> [The records]:
****
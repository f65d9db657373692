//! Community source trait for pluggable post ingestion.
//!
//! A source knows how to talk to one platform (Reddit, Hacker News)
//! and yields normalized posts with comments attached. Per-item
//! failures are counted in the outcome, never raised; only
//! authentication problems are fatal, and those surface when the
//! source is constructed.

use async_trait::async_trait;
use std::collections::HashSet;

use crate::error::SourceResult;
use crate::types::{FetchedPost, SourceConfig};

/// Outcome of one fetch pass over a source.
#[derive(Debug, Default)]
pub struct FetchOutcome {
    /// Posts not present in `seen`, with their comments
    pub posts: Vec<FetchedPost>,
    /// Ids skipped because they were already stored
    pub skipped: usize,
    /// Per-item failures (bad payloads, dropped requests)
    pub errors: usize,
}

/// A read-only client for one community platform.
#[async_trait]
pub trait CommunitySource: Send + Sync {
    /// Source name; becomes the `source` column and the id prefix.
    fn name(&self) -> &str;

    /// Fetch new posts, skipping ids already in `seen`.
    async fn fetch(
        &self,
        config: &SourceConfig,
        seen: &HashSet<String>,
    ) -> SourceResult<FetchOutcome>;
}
****
Among the lines of the listing above, which ones contain the word "with"? Show them.

> [Exercise output]:
//! and yields normalized posts with comments attached. Per-item
    /// Posts not present in `seen`, with their comments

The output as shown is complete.